### DIRECTIONS FOR THIS TASK
Starting with the first line and ending with the one that holds "every log call", retype the entries exactly.

---- DATASET RECORDS

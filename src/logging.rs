//! Logging configuration with journald support on Linux.
//!
//! Long-running imports log to systemd's journal on Linux, with a rolling
//! file fallback. The CLI logs to stderr so JSON output on stdout stays clean.
//!
//! Log level is controlled via the `KURA_LOG` environment variable
//! (`debug`, `info` (default), `warn`, `error`, or any `EnvFilter` directive).

use anyhow::Result;
use std::path::PathBuf;
use tracing_subscriber::{fmt, layer::SubscriberExt, util::SubscriberInitExt, EnvFilter};

fn env_filter() -> EnvFilter {
    EnvFilter::try_from_env("KURA_LOG").unwrap_or_else(|_| EnvFilter::new("info"))
}

/// Initialize journald logging, falling back to a daily file under `log_dir`.
pub fn init(log_dir: Option<PathBuf>) -> Result<()> {
    #[cfg(target_os = "linux")]
    {
        if let Ok(journald_layer) = tracing_journald::layer() {
            tracing_subscriber::registry()
                .with(env_filter())
                .with(journald_layer)
                .try_init()?;

            tracing::info!("Logging initialized with journald backend");
            return Ok(());
        }
    }

    let log_dir = log_dir.unwrap_or_else(|| {
        dirs::data_local_dir()
            .unwrap_or_else(|| PathBuf::from("."))
            .join("kura")
            .join("logs")
    });

    std::fs::create_dir_all(&log_dir)?;

    let file_appender = tracing_appender::rolling::daily(&log_dir, "kura.log");
    let (non_blocking, guard) = tracing_appender::non_blocking(file_appender);

    // The worker guard must outlive every log call
    static GUARD: std::sync::OnceLock<tracing_appender::non_blocking::WorkerGuard> =
        std::sync::OnceLock::new();
    let _ = GUARD.set(guard);

    tracing_subscriber::registry()
        .with(env_filter())
        .with(fmt::layer().with_writer(non_blocking).with_ansi(false))
        .try_init()?;

    tracing::info!("Logging initialized with file backend at {:?}", log_dir);
    Ok(())
}

/// Initialize plain stderr logging for command-line use.
pub fn init_stderr() -> Result<()> {
    tracing_subscriber::registry()
        .with(env_filter())
        .with(fmt::layer().with_writer(std::io::stderr))
        .try_init()?;
    Ok(())
}
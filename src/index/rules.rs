//! Membership rules and collection naming.

use crate::model::{CollectionKind, CollectionRef, MediaRecord};

/// Lowercase ASCII alphanumerics; every other run of characters becomes one `-`.
pub fn slugify(s: &str) -> String {
    let mut out = String::with_capacity(s.len());
    let mut pending_dash = false;
    for c in s.chars() {
        if c.is_ascii_alphanumeric() {
            if pending_dash && !out.is_empty() {
                out.push('-');
            }
            pending_dash = false;
            out.push(c.to_ascii_lowercase());
        } else {
            pending_dash = true;
        }
    }
    out
}

/// `slug(type)__slug(natural_key)`
pub fn collection_id(kind: CollectionKind, natural_key: &str) -> String {
    format!("{}__{}", slugify(kind.as_str()), slugify(natural_key))
}

pub fn collection_ref(kind: CollectionKind, natural_key: &str, title: &str) -> CollectionRef {
    CollectionRef {
        id: collection_id(kind, natural_key),
        kind,
        title: title.to_string(),
    }
}

/// Collections a record belongs to, in application order.
pub fn memberships(record: &MediaRecord) -> Vec<CollectionRef> {
    let t = record.capture_time();
    let month = t.format("%Y-%m").to_string();
    let mut refs = Vec::with_capacity(6);

    refs.push(collection_ref(
        CollectionKind::Inbox,
        &month,
        &t.format("inbox %b %Y").to_string(),
    ));

    let meta = &record.metadata;
    let camera = format!(
        "{} {}",
        meta.camera_make.as_deref().unwrap_or("").trim(),
        meta.camera_model.as_deref().unwrap_or("").trim()
    );
    let camera = camera.trim();
    if !camera.is_empty() {
        refs.push(collection_ref(CollectionKind::Camera, camera, camera));
    }

    refs.push(collection_ref(
        CollectionKind::TimelineMonth,
        &month,
        &t.format("%Y %B").to_string(),
    ));

    refs.push(collection_ref(
        CollectionKind::TimelineDay,
        &t.format("%Y-%m-%d").to_string(),
        &t.format("%a, %d %b %Y").to_string(),
    ));

    if let Some(location) = &record.location {
        let country = location.country.long.trim();
        if !country.is_empty() {
            refs.push(collection_ref(CollectionKind::PlacesCountry, country, country));

            let region = location.region.trim();
            if !region.is_empty() {
                let place = format!("{}, {}", region, country);
                refs.push(collection_ref(CollectionKind::PlacesRegion, &place, &place));
            }
        }
    }

    refs
}

#[cfg(test)]
mod tests {
    use super::*;
    use crate::model::{Country, Location, MediaMetadata};
    use chrono::{TimeZone, Utc};

    fn record() -> MediaRecord {
        let t = Utc.with_ymd_and_hms(2014, 3, 21, 8, 1, 18).unwrap();
        MediaRecord::new("caf73e9785fa54300a051df95cfa2db9", MediaMetadata::new(t, "jpg"))
    }

    #[test]
    fn test_slugify() {
        assert_eq!(slugify("tEst tag 1"), "test-tag-1");
        assert_eq!(slugify("tesTtag*2"), "testtag-2");
        assert_eq!(slugify("  Canon  EOS 5D  "), "canon-eos-5d");
        assert_eq!(slugify("***"), "");
        assert_eq!(collection_id(CollectionKind::TimelineMonth, "2022-01"), "timeline-month__2022-01");
    }

    #[test]
    fn test_fan_out_without_camera_or_location() {
        let refs = memberships(&record());
        let ids: Vec<_> = refs.iter().map(|r| r.id.as_str()).collect();
        assert_eq!(
            ids,
            vec!["inbox__2014-03", "timeline-month__2014-03", "timeline-day__2014-03-21"]
        );
        assert_eq!(refs[0].title, "inbox Mar 2014");
        assert_eq!(refs[1].title, "2014 March");
        assert_eq!(refs[2].title, "Fri, 21 Mar 2014");
    }

    #[test]
    fn test_camera_and_places() {
        let mut record = record();
        record.metadata.camera_make = Some("Apple".to_string());
        record.metadata.camera_model = Some("iPhone 12".to_string());
        record.location = Some(Location {
            country: Country {
                short: "GB".to_string(),
                long: "United Kingdom".to_string(),
            },
            region: "West Yorkshire".to_string(),
            ..Default::default()
        });

        let refs = memberships(&record);
        let kinds: Vec<_> = refs.iter().map(|r| r.kind).collect();
        assert_eq!(
            kinds,
            vec![
                CollectionKind::Inbox,
                CollectionKind::Camera,
                CollectionKind::TimelineMonth,
                CollectionKind::TimelineDay,
                CollectionKind::PlacesCountry,
                CollectionKind::PlacesRegion,
            ]
        );
        assert_eq!(refs[1].id, "camera__apple-iphone-12");
        assert_eq!(refs[1].title, "Apple iPhone 12");
        assert_eq!(refs[5].title, "West Yorkshire, United Kingdom");
    }

    #[test]
    fn test_region_needs_country() {
        let mut record = record();
        record.location = Some(Location {
            region: "Nowhere".to_string(),
            ..Default::default()
        });
        assert_eq!(memberships(&record).len(), 3);
    }
}
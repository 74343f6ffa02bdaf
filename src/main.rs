use anyhow::{bail, Result};
use serde::Serialize;
use std::path::PathBuf;

use kura::config::Config;
use kura::model::CollectionKind;
use kura::{logging, Archive};

enum Command {
    Import(PathBuf),
    ImportGpx(PathBuf),
    Collections(CollectionKind),
    Collection(String),
    Show(String),
    Delete(String),
    Caption(String, String),
    Tag(String, String),
}

struct Args {
    config_path: Option<PathBuf>,
    system_log: bool,
    command: Command,
}

fn usage_error(message: &str) -> ! {
    eprintln!("Error: {}", message);
    print_help();
    std::process::exit(1);
}

fn parse_args() -> Args {
    let args: Vec<String> = std::env::args().collect();
    let mut config_path = None;
    let mut system_log = false;
    let mut positional = Vec::new();

    let mut i = 1;
    while i < args.len() {
        match args[i].as_str() {
            "--help" | "-h" => {
                print_help();
                std::process::exit(0);
            }
            "--version" | "-V" => {
                println!("kura {}", env!("CARGO_PKG_VERSION"));
                std::process::exit(0);
            }
            "--config" | "-c" => {
                if i + 1 < args.len() {
                    config_path = Some(PathBuf::from(&args[i + 1]));
                    i += 1;
                } else {
                    usage_error("--config requires a path argument");
                }
            }
            "--system-log" => system_log = true,
            arg if arg.starts_with('-') && arg.len() > 1 => {
                usage_error(&format!("unknown argument: {}", arg));
            }
            arg => positional.push(arg.to_string()),
        }
        i += 1;
    }

    let command = match positional.iter().map(String::as_str).collect::<Vec<_>>().as_slice() {
        ["import", path] => Command::Import(PathBuf::from(path)),
        ["import-gpx", path] => Command::ImportGpx(PathBuf::from(path)),
        ["collections", kind] => match kind.parse() {
            Ok(kind) => Command::Collections(kind),
            Err(e) => usage_error(&e.to_string()),
        },
        ["collection", id] => Command::Collection(id.to_string()),
        ["show", id] => Command::Show(id.to_string()),
        ["delete", id] => Command::Delete(id.to_string()),
        ["caption", id, text] => Command::Caption(id.to_string(), text.to_string()),
        ["tag", id, tag] => Command::Tag(id.to_string(), tag.to_string()),
        [] => usage_error("missing command"),
        _ => usage_error(&format!("bad command: {}", positional.join(" "))),
    };

    Args {
        config_path,
        system_log,
        command,
    }
}

fn print_help() {
    println!(
        r#"kura - media archive importer

USAGE:
    kura [OPTIONS] <COMMAND>

COMMANDS:
    import PATH          Import a media file or every media file below a directory
    import-gpx PATH      Import a GPX track or every track below a directory
    collections TYPE     List collections of one type
                         (inbox, camera, timeline_month, timeline_day,
                          places_country, places_region, hashtag)
    collection ID        Show a collection and its media
    show ID              Show one media record
    delete ID            Soft-delete a media record
    caption ID TEXT      Set a media caption
    tag ID TAG           Add a hashtag to a media record

OPTIONS:
    --config, -c PATH   Path to config file
    --system-log        Log to the journal (Linux) or a log file instead of stderr
    --version, -V       Show version
    --help, -h          Show this help message

ENVIRONMENT:
    KURA_CONFIG         Path to config file (overrides default location)
    KURA_LOG            Log level (trace, debug, info, warn, error)
    GOOGLE_API_KEY      Reverse geocoding key when geocoding.api_key is unset

Config file location: $XDG_CONFIG_HOME/kura/config.toml"#
    );
}

fn print_json<T: Serialize>(value: &T) -> Result<()> {
    println!("{}", serde_json::to_string_pretty(value)?);
    Ok(())
}

fn main() -> Result<()> {
    let args = parse_args();

    if args.system_log {
        let _ = logging::init(Some(Config::config_dir().join("logs")));
    } else {
        let _ = logging::init_stderr();
    }

    let config = match args.config_path {
        Some(path) => Config::load_from(&path)?,
        None => Config::load()?,
    };

    let archive = Archive::open(&config)?;

    match args.command {
        Command::Import(path) => print_json(&archive.import_path(&path)?),
        Command::ImportGpx(path) => print_json(&archive.import_tracks(&path)?),
        Command::Collections(kind) => print_json(&archive.list_collections(kind)?),
        Command::Collection(id) => match archive.collection_detail(&id)? {
            Some(detail) => print_json(&detail),
            None => bail!("collection not found: {}", id),
        },
        Command::Show(id) => match archive.get_media(&id)? {
            Some(record) => print_json(&record),
            None => bail!("media not found: {}", id),
        },
        Command::Delete(id) => {
            let deleted = archive.delete_media(&id)?;
            print_json(&serde_json::json!({ "id": id, "deleted": deleted }))
        }
        Command::Caption(id, text) => print_json(&archive.set_caption(&id, &text)?),
        Command::Tag(id, tag) => print_json(&archive.add_tag(&id, &tag)?),
    }
}
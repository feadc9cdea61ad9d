//! jspec Common Library
//!
//! The asset-manifest and virtual-namespace core of the jspec test harness:
//! glob resolution, directory-to-URL-prefix mapping, and the ordered asset
//! registries the runner page is assembled from.

pub mod config;
pub mod error;
pub mod manifest;
pub mod namespace;
pub mod patterns;

// Re-export commonly used types
pub use config::HarnessConfig;
pub use error::{Error, Result};
pub use manifest::{AssetManifest, ManifestBuilder};
pub use namespace::NamespaceMapper;

/// jspec version
pub const VERSION: &str = env!("CARGO_PKG_VERSION");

--------

### EXPECTED OUTPUT
filename src/logging.rs
//! Logging configuration with journald support on Linux.
//!
//! Long-running imports log to systemd's journal on Linux, with a rolling
//! file fallback. The CLI logs to stderr so JSON output on stdout stays clean.
//!
//! Log level is controlled via the `KURA_LOG` environment variable
//! (`debug`, `info` (default), `warn`, `error`, or any `EnvFilter` directive).

use anyhow::Result;
use std::path::PathBuf;
use tracing_subscriber::{fmt, layer::SubscriberExt, util::SubscriberInitExt, EnvFilter};

fn env_filter() -> EnvFilter {
    EnvFilter::try_from_env("KURA_LOG").unwrap_or_else(|_| EnvFilter::new("info"))
}

/// Initialize journald logging, falling back to a daily file under `log_dir`.
pub fn init(log_dir: Option<PathBuf>) -> Result<()> {
    #[cfg(target_os = "linux")]
    {
        if let Ok(journald_layer) = tracing_journald::layer() {
            tracing_subscriber::registry()
                .with(env_filter())
                .with(journald_layer)
                .try_init()?;

            tracing::info!("Logging initialized with journald backend");
            return Ok(());
        }
    }

    let log_dir = log_dir.unwrap_or_else(|| {
        dirs::data_local_dir()
            .unwrap_or_else(|| PathBuf::from("."))
            .join("kura")
            .join("logs")
    });

    std::fs::create_dir_all(&log_dir)?;

    let file_appender = tracing_appender::rolling::daily(&log_dir, "kura.log");
    let (non_blocking, guard) = tracing_appender::non_blocking(file_appender);

    // The worker guard must outlive every log call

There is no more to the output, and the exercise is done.